Segunda questão: Está correta essa conclusão? Admitir que herdando o cônjuge casado no regime da comunhão parcial transmuta-se o regime em comunhão universal?

“A permanecer a interpretação conferida pela doutrina majoritária de que o cônjuge casado sob o regime da comunhão parcial herda em concorrência com os descendentes, inclusive no tocante aos bens particulares, teremos no Direito das Sucessões, na verdade, a transmutação do regime escolhido em vida – comunhão parcial de bens – nos moldes do Direito Patrimonial de Família, para o da comunhão universal, somente possível de ser celebrado por meio de pacto antenupcial por escritura pública.”

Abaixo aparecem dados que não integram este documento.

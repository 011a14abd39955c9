use anyhow::{Context, Result};
use serde::Deserialize;
use std::path::{Path, PathBuf};

/// Name of the processed-file state file inside `state_dir`
pub const STATE_FILE_NAME: &str = "processed_files.json";

/// Default embedding service: a local Ollama instance
pub const DEFAULT_OLLAMA_URL: &str = "http://localhost:11434";

/// Main configuration structure
///
/// Passed explicitly to every component so that tests (and multiple
/// deployments on one host) can point at distinct storage locations.
#[derive(Debug, Clone, Deserialize)]
pub struct Config {
    pub ragindex: RagindexConfig,
    #[serde(default)]
    pub embeddings: EmbeddingsConfig,
    #[serde(default)]
    pub chunking: ChunkingConfig,
}

/// Storage locations and process settings
#[derive(Debug, Clone, Deserialize)]
pub struct RagindexConfig {
    /// Flat folder of source documents (lectures, handouts).
    pub data_dir: PathBuf,
    /// Holds the processed-file state, the index artifacts and the commit journal.
    pub state_dir: PathBuf,
    #[serde(default = "default_index_name")]
    pub index_name: String,
    #[serde(default = "default_log_level")]
    pub log_level: String,
}

/// Embeddings configuration
#[derive(Debug, Clone, Deserialize)]
pub struct EmbeddingsConfig {
    /// `"ollama"` or `"openai"`
    #[serde(default = "default_provider")]
    pub provider: String,
    #[serde(default = "default_model")]
    pub model: String,
    /// Server root. Left at the Ollama default with the openai provider,
    /// `https://api.openai.com` is used instead.
    #[serde(default = "default_base_url")]
    pub base_url: String,
    /// Only read for the openai provider.
    #[serde(default = "default_api_key_env")]
    pub api_key_env: String,
    #[serde(default = "default_batch_size")]
    pub batch_size: usize,
    #[serde(default = "default_max_retries")]
    pub max_retries: usize,
    #[serde(default = "default_timeout_secs")]
    pub timeout_secs: u64,
    /// Embedded once on cold start to learn the vector dimensionality.
    #[serde(default = "default_probe_text")]
    pub probe_text: String,
}

/// Chunking configuration
#[derive(Debug, Clone, Deserialize)]
pub struct ChunkingConfig {
    #[serde(default = "default_max_tokens")]
    pub max_tokens: usize,
    #[serde(default = "default_merge_peers")]
    pub merge_peers: bool,
}

impl Default for EmbeddingsConfig {
    fn default() -> Self {
        Self {
            provider: default_provider(),
            model: default_model(),
            base_url: default_base_url(),
            api_key_env: default_api_key_env(),
            batch_size: default_batch_size(),
            max_retries: default_max_retries(),
            timeout_secs: default_timeout_secs(),
            probe_text: default_probe_text(),
        }
    }
}

impl Default for ChunkingConfig {
    fn default() -> Self {
        Self {
            max_tokens: default_max_tokens(),
            merge_peers: default_merge_peers(),
        }
    }
}

fn default_index_name() -> String {
    "knowledge_base".to_string()
}

fn default_log_level() -> String {
    "info".to_string()
}

fn default_provider() -> String {
    "ollama".to_string()
}

fn default_model() -> String {
    "bge-m3".to_string()
}

fn default_base_url() -> String {
    DEFAULT_OLLAMA_URL.to_string()
}

fn default_api_key_env() -> String {
    "OPENAI_API_KEY".to_string()
}

fn default_batch_size() -> usize {
    32
}

fn default_max_retries() -> usize {
    3
}

fn default_timeout_secs() -> u64 {
    60
}

fn default_probe_text() -> String {
    "test".to_string()
}

fn default_max_tokens() -> usize {
    500
}

fn default_merge_peers() -> bool {
    true
}

impl Config {
    /// Build a configuration with default embedding and chunking settings.
    pub fn new(data_dir: impl Into<PathBuf>, state_dir: impl Into<PathBuf>) -> Self {
        Self {
            ragindex: RagindexConfig {
                data_dir: data_dir.into(),
                state_dir: state_dir.into(),
                index_name: default_index_name(),
                log_level: default_log_level(),
            },
            embeddings: EmbeddingsConfig::default(),
            chunking: ChunkingConfig::default(),
        }
    }

    /// Load configuration from file
    ///
    /// Looks for config file in this order:
    /// 1. Path specified in RAGINDEX_CONFIG environment variable
    /// 2. ./config.toml in current directory
    pub fn load() -> Result<Self> {
        // .env may define RAGINDEX_CONFIG itself
        let _ = dotenv::dotenv();

        let config_path = std::env::var("RAGINDEX_CONFIG")
            .map(PathBuf::from)
            .unwrap_or_else(|_| PathBuf::from("config.toml"));

        Self::load_from(&config_path)
    }

    /// Load configuration from an explicit path
    ///
    /// Loads environment variables from .env file (if present) before parsing.
    pub fn load_from(config_path: &Path) -> Result<Self> {
        let _ = dotenv::dotenv();

        let config_str = std::fs::read_to_string(config_path)
            .with_context(|| format!("Failed to read config file: {}", config_path.display()))?;

        let config: Config = toml::from_str(&config_str)
            .with_context(|| format!("Failed to parse {}", config_path.display()))?;

        config.validate()?;

        Ok(config)
    }

    /// Validate configuration values
    ///
    /// The data directory is deliberately not required to exist: an absent
    /// source folder is reported by discovery as "nothing to update".
    pub fn validate(&self) -> Result<()> {
        let name = &self.ragindex.index_name;
        if name.trim().is_empty() {
            anyhow::bail!("ragindex.index_name must not be empty");
        }
        if name.contains('/') || name.contains('\\') {
            anyhow::bail!("ragindex.index_name must not contain path separators: {}", name);
        }

        if self.ragindex.state_dir.as_os_str().is_empty() {
            anyhow::bail!("ragindex.state_dir must not be empty");
        }

        match self.embeddings.provider.as_str() {
            "ollama" => {}
            "openai" => {
                std::env::var(&self.embeddings.api_key_env).with_context(|| {
                    format!(
                        "Environment variable {} not set. Set it in your .env file or as an environment variable.",
                        self.embeddings.api_key_env
                    )
                })?;
            }
            other => anyhow::bail!(
                "embeddings.provider must be \"ollama\" or \"openai\", got \"{}\"",
                other
            ),
        }

        if self.embeddings.base_url.trim().is_empty() {
            anyhow::bail!("embeddings.base_url must not be empty");
        }

        if self.embeddings.batch_size == 0 {
            anyhow::bail!("embeddings.batch_size must be greater than 0");
        }

        if self.chunking.max_tokens == 0 {
            anyhow::bail!("chunking.max_tokens must be greater than 0");
        }

        Ok(())
    }

    /// Source documents folder
    pub fn data_dir(&self) -> &Path {
        &self.ragindex.data_dir
    }

    /// Directory holding all durable pipeline state
    pub fn state_dir(&self) -> &Path {
        &self.ragindex.state_dir
    }

    /// Path of the processed-file state file
    pub fn state_file(&self) -> PathBuf {
        self.ragindex.state_dir.join(STATE_FILE_NAME)
    }

    /// Name under which the index artifacts are stored
    pub fn index_name(&self) -> &str {
        &self.ragindex.index_name
    }
}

“Não se pode ter após a morte o que não se queria em vida “Não se pode ter após a morte o que não se queria em vida. A adoção do entendimento de que o cônjuge sobrevivente casado pelo regime da comunhão parcial de bens concorre com os descendentes do falecido a todo o acervo hereditário, viola, além do mais, a essência do próprio regime estipulado.”

Mas, O regime de bens é estipulado para valer depois da morte? É o regime de bens quem define situação sucessória?

“Por tudo isso, a melhor interpretação é aquela que prima pela valorização da vontade das partes na escolha do regime de bens, mantendo-a intacta, assim na vida como na morte dos cônjuges.” Nossa opinião: Seria necessário Testamento

“Desse modo, preserva-se o regime da comunhão parcial de bens, de acordo com o postulado da autodeterminação, ao contemplar o cônjuge sobrevivente com o direito à meação, além da concorrência hereditária sobre os bens comuns, haja ou não bens particulares, partilháveis, estes unicamente entre os descendentes.”

Contudo, Tal determinação é diretamente contrária ao disposto no artigo 1829, I, causando resultado diverso do estabelecido no mandamento legal.

Sobre a Separação de bens “A separação de bens, que pode ser convencional ou legal, em ambas as hipóteses é obrigatória, porquanto na primeira, os nubentes se obrigam por meio de pacto antenupcial – contrato solene – lavrado por escritura pública, enquanto na segunda, a obrigação é imposta por meio de previsão legal.”

“Sob essa perspectiva, o regime de separação obrigatória de bens, previsto no art. 1.829, inc. I, do CC/02, é gênero que congrega duas espécies: (i) separação legal; (ii) separação convencional. Uma decorre da lei e a outra da vontade das partes, e ambas obrigam os cônjuges, uma vez estipulado o regime de separação de bens, à sua observância.”

“Dessa forma, não remanesce, para o cônjuge casado mediante separação de bens, direito à meação, salvo previsão diversa no pacto antenupcial, tampouco à concorrência sucessória, respeitando-se o regime de bens estipulado, que obriga as partes na vida e na morte. Nos dois casos, portanto, o cônjuge sobrevivente não é herdeiro necessário.”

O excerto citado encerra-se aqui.